When Bela Lugosi, Boris Karloff, and Henry Daniell get together you can expect villainy to occur. Val Lewton's 1945 film The Body Snatcher, directed by Robert Wise, is based on a Robert Louis Stevenson story which in turn was based on a series of real life murders that occurred in 1828 when two men were found guilty of murdering people on the street to provide a prestigious doctor with anatomical specimens. The Body Snatcher effectively taps into the fundamental classism at play to achieve its horror.

Daniell plays Dr. MacFarlane who receives corpses robbed from graveyards by the sinister carriage driver Mr. Gray--played with a keen sadism by Karloff.

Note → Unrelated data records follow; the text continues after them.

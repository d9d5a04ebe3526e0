//! SQLite record store
//!
//! Executes the SQL rendered by [`Query::to_sql`] with every value passed as
//! a bound parameter. The connection is guarded by a mutex; queries run to
//! completion without yielding.

use crate::error::StoreError;
use crate::query::{Query, QueryResult, Record};
use crate::store::RecordStore;
use parking_lot::Mutex;
use rusqlite::types::{Value as SqlValue, ValueRef};
use rusqlite::{params_from_iter, Connection};
use serde_json::{Number, Value};
use std::path::Path;

/// Record store backed by a SQLite connection
///
/// Queries execute synchronously on the calling task while holding the
/// connection mutex; `run` never yields to the runtime. Keep queries point
/// lookups or small writes, or wrap the store in `spawn_blocking` when
/// they are not.
#[derive(Debug)]
pub struct SqliteStore {
    conn: Mutex<Connection>,
}

impl SqliteStore {
    /// Open a database file
    ///
    /// # Errors
    /// Backend error if the file cannot be opened.
    pub fn open(path: impl AsRef<Path>) -> Result<Self, StoreError> {
        let conn = Connection::open(path)?;
        Ok(Self {
            conn: Mutex::new(conn),
        })
    }

    /// Open a private in-memory database
    ///
    /// # Errors
    /// Backend error if SQLite cannot allocate the database.
    pub fn in_memory() -> Result<Self, StoreError> {
        let conn = Connection::open_in_memory()?;
        Ok(Self {
            conn: Mutex::new(conn),
        })
    }

    /// Run trusted DDL, e.g. schema setup at startup
    ///
    /// # Errors
    /// Backend error from SQLite.
    pub fn execute_batch(&self, sql: &str) -> Result<(), StoreError> {
        self.conn.lock().execute_batch(sql)?;
        Ok(())
    }

    fn execute(&self, query: &Query) -> Result<QueryResult, StoreError> {
        let stmt = query.to_sql()?;
        let params: Vec<SqlValue> = stmt.params.iter().map(to_sql_value).collect();
        let conn = self.conn.lock();

        if let Query::Select(_) = query {
            let mut prepared = conn.prepare(&stmt.sql)?;
            let names: Vec<String> = prepared
                .column_names()
                .into_iter()
                .map(String::from)
                .collect();
            let rows = prepared.query_map(params_from_iter(params.iter()), |row| {
                let mut record = Record::new();
                for (idx, name) in names.iter().enumerate() {
                    record.insert(name.clone(), from_sql_value(row.get_ref(idx)?));
                }
                Ok(record)
            })?;
            let rows = rows.collect::<Result<Vec<_>, _>>()?;
            Ok(QueryResult::Rows(rows))
        } else {
            let affected = conn.execute(&stmt.sql, params_from_iter(params.iter()))?;
            Ok(QueryResult::Affected(affected))
        }
    }
}

#[async_trait::async_trait]
impl RecordStore for SqliteStore {
    async fn run(&self, query: &Query) -> Result<QueryResult, StoreError> {
        let result = self.execute(query);
        if let Err(e) = &result {
            tracing::debug!(entity = query.entity(), kind = e.kind(), "sqlite query failed");
        }
        result
    }
}

fn to_sql_value(value: &Value) -> SqlValue {
    match value {
        Value::Null => SqlValue::Null,
        Value::Bool(b) => SqlValue::Integer(i64::from(*b)),
        Value::Number(n) => n
            .as_i64()
            .map(SqlValue::Integer)
            .or_else(|| n.as_f64().map(SqlValue::Real))
            .unwrap_or(SqlValue::Null),
        Value::String(s) => SqlValue::Text(s.clone()),
        Value::Array(_) | Value::Object(_) => SqlValue::Text(value.to_string()),
    }
}

fn from_sql_value(value: ValueRef<'_>) -> Value {
    match value {
        ValueRef::Null => Value::Null,
        ValueRef::Integer(i) => Value::from(i),
        ValueRef::Real(f) => Number::from_f64(f).map_or(Value::Null, Value::Number),
        ValueRef::Text(bytes) => Value::String(String::from_utf8_lossy(bytes).into_owned()),
        ValueRef::Blob(bytes) => Value::Array(bytes.iter().map(|b| Value::from(*b)).collect()),
    }
}
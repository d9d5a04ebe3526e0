//! Mutation guard
//!
//! Pre-commit interception point for incident lifecycle events. Reads the
//! target's persisted status and urgency through a point lookup, then
//! delegates the decision to [`Policy`].
//!
//! The lookup and the eventual write are two sequential store calls; no
//! atomicity between them is provided.

use crate::config::GuardConfig;
use crate::error::GuardError;
use crate::policy::{Decision, Policy};
use incident_model::{columns, IncidentId, IncidentSnapshot, MutationRequest};
use incident_store::{RecordStore, Select};
use std::sync::Arc;

/// Guard for create/update/delete on the incident entity
pub struct MutationGuard {
    store: Arc<dyn RecordStore>,
    policy: Policy,
    entity: String,
}

impl MutationGuard {
    /// Create guard over a record store
    #[must_use]
    pub fn new(store: Arc<dyn RecordStore>, config: &GuardConfig) -> Self {
        Self {
            store,
            policy: Policy::from_config(config),
            entity: config.incident_entity.clone(),
        }
    }

    /// Policy in force
    #[inline]
    #[must_use]
    pub fn policy(&self) -> &Policy {
        &self.policy
    }

    /// Persisted status and urgency of an incident, if it exists
    ///
    /// # Errors
    /// `GuardError::Store` if the lookup fails, `GuardError::Model` if the
    /// stored codes are unreadable.
    pub async fn current_state(&self, id: IncidentId) -> Result<Option<IncidentSnapshot>, GuardError> {
        let select = Select::one(&self.entity)
            .columns(IncidentSnapshot::COLUMNS)
            .where_eq(columns::ID, id.to_string());
        let row = self.store.find_one(&select).await?;
        Ok(row.map(|r| IncidentSnapshot::from_record(&r)).transpose()?)
    }

    /// Decide whether a mutation may reach the store
    ///
    /// Update and Delete read the target first; Create is enriched without
    /// any store access.
    ///
    /// # Errors
    /// Propagates failures of the point lookup. Policy violations are not
    /// errors; they come back as [`Decision::Reject`].
    pub async fn authorize(&self, request: &MutationRequest) -> Result<Decision, GuardError> {
        let current = match request.target() {
            Some(id) if request.event.targets_existing() => self.current_state(id).await?,
            _ => None,
        };

        let decision = self.policy.authorize_mutation(request, current);
        match &decision {
            Decision::Reject(rejection) => tracing::warn!(
                event = %request.event,
                code = rejection.code,
                reason = %rejection.message,
                "mutation rejected"
            ),
            Decision::Mutate(_) => tracing::debug!(event = %request.event, "mutation rewritten"),
            Decision::Allow => tracing::debug!(event = %request.event, "mutation allowed"),
        }
        Ok(decision)
    }
}

impl std::fmt::Debug for MutationGuard {
    fn fmt(&self, f: &mut std::fmt::Formatter<'_>) -> std::fmt::Result {
        f.debug_struct("MutationGuard")
            .field("policy", &self.policy)
            .field("entity", &self.entity)
            .finish_non_exhaustive()
    }
}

Karloff is really brilliant in this film and the story essentially revolves around Gray who takes pleasure in tormenting his connexion, the wealthy and respected MacFarlane. MacFarlane at first explains away to himself and his assistant, Fettes (Russell Wade), signs that Gray has begun murdering people on the street to obtain fresh corpses. Gray, a working class man, describes the hold he has over MacFarlane as the only thing making his life worthwhile--the same innate feeling of superiority over the lower classes that makes MacFarlane comfortable with desecrating corpses makes him terrified of the social disgrace Gray can blackmail him with.


But Daniell isn't portrayed as just a rich prig. He wants one corpse in order to research a spinal surgery he needs to perform on a young girl paralysed from the waist down. He genuinely wants to help her and he's impatient with what he sees as being the antiquated morals that prohibit his use of the otherwise useless dead.


This makes Gray all the more effective of a character. He's the manifestation of a devil we're not sure MacFarlane deserves to have on his back and the uncertainty intensifies the fascination with his character.

Bela Lugosi plays a hunchbacked servant, something one suspects the prideful actor rather resented. But he and Karloff have an interesting scene together where Lugosi's character tries to blackmail Gray.


The film is beautifully shot and the end is a nice rainstorm nightmare.